(Exercise description): For each line of the listing that holds "CarbonQueryError", show the full line.

(Data):
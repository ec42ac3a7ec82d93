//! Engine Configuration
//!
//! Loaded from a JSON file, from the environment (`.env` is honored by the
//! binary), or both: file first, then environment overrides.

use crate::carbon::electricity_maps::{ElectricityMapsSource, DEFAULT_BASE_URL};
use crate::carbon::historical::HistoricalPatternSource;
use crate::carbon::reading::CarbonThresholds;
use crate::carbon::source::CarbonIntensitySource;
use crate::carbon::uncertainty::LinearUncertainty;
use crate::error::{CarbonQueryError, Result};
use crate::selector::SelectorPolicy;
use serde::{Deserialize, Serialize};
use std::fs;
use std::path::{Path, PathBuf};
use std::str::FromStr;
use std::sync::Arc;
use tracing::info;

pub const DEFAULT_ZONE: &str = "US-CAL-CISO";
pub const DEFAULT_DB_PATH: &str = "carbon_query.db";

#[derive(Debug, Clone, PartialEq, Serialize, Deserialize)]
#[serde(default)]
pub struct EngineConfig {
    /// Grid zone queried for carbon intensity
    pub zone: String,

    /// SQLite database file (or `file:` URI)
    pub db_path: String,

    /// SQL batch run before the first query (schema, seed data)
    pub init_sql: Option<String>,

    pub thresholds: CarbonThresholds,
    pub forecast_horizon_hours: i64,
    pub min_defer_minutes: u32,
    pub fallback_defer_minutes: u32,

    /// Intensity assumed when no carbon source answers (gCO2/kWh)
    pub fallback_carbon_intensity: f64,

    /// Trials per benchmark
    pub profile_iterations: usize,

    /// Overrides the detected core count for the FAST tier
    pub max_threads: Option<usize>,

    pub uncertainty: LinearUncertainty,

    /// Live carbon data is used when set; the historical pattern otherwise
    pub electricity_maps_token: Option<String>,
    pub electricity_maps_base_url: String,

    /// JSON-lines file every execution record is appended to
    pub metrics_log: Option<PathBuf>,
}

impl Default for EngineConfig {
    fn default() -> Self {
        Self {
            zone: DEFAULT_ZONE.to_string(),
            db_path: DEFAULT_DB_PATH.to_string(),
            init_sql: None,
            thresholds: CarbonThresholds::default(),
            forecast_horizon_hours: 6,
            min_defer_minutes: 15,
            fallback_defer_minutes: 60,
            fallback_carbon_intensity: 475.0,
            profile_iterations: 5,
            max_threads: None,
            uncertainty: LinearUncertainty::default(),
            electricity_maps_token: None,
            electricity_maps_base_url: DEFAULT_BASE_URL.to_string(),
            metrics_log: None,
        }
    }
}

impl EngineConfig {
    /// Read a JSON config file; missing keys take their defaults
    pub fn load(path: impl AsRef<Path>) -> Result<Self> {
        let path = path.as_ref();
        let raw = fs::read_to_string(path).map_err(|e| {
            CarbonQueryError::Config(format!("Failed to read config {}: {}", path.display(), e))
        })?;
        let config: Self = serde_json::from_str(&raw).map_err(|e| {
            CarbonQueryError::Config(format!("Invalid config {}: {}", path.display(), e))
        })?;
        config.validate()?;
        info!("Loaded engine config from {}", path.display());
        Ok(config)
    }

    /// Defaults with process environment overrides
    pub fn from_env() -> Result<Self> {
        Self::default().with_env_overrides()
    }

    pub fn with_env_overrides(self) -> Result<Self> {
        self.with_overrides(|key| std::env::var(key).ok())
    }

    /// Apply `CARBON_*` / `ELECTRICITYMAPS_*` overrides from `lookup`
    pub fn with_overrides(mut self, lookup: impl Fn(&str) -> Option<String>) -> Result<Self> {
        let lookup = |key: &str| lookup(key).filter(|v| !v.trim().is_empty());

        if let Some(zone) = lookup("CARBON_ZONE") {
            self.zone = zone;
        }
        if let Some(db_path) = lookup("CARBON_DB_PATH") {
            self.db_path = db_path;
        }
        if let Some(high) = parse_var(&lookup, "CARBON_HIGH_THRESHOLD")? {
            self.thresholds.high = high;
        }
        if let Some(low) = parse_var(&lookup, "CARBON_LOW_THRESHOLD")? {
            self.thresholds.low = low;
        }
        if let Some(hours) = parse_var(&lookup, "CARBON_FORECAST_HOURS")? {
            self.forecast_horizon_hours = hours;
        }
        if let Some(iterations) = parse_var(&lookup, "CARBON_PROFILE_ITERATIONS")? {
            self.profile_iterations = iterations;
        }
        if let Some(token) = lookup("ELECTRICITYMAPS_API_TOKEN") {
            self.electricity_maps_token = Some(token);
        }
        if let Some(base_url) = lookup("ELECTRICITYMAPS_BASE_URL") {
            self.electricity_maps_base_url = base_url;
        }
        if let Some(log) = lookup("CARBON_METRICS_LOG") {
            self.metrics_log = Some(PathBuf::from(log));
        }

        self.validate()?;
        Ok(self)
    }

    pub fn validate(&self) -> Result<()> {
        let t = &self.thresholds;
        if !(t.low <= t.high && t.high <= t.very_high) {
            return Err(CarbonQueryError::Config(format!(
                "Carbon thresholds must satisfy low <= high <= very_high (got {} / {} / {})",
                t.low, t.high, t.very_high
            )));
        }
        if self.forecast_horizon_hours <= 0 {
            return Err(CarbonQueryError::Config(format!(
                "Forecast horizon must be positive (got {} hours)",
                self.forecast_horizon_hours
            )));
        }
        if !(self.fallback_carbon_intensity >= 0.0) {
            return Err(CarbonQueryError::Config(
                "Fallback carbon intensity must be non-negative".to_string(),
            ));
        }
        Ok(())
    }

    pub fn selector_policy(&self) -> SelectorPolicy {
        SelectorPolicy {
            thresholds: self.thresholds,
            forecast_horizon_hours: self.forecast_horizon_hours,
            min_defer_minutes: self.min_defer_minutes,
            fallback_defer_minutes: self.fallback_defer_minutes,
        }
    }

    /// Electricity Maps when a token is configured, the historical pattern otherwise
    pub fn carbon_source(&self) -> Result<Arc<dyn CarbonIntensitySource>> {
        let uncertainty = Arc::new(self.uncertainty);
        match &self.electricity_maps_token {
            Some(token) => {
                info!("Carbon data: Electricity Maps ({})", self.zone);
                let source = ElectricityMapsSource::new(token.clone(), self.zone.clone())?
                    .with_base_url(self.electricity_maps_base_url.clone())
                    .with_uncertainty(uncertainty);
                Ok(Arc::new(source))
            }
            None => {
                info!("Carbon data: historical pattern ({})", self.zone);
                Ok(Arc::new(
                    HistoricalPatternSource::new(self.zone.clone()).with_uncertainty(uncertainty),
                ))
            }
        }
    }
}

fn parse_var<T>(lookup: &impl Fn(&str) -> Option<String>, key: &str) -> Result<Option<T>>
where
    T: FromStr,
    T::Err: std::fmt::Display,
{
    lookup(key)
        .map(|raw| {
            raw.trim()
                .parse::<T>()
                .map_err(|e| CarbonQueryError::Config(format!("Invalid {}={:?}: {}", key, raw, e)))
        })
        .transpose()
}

(Response below):
use crate::error::{CarbonQueryError, Result};
            CarbonQueryError::Config(format!("Failed to read config {}: {}", path.display(), e))
            CarbonQueryError::Config(format!("Invalid config {}: {}", path.display(), e))
            return Err(CarbonQueryError::Config(format!(
            return Err(CarbonQueryError::Config(format!(
            return Err(CarbonQueryError::Config(
                .map_err(|e| CarbonQueryError::Config(format!("Invalid {}={:?}: {}", key, raw, e)))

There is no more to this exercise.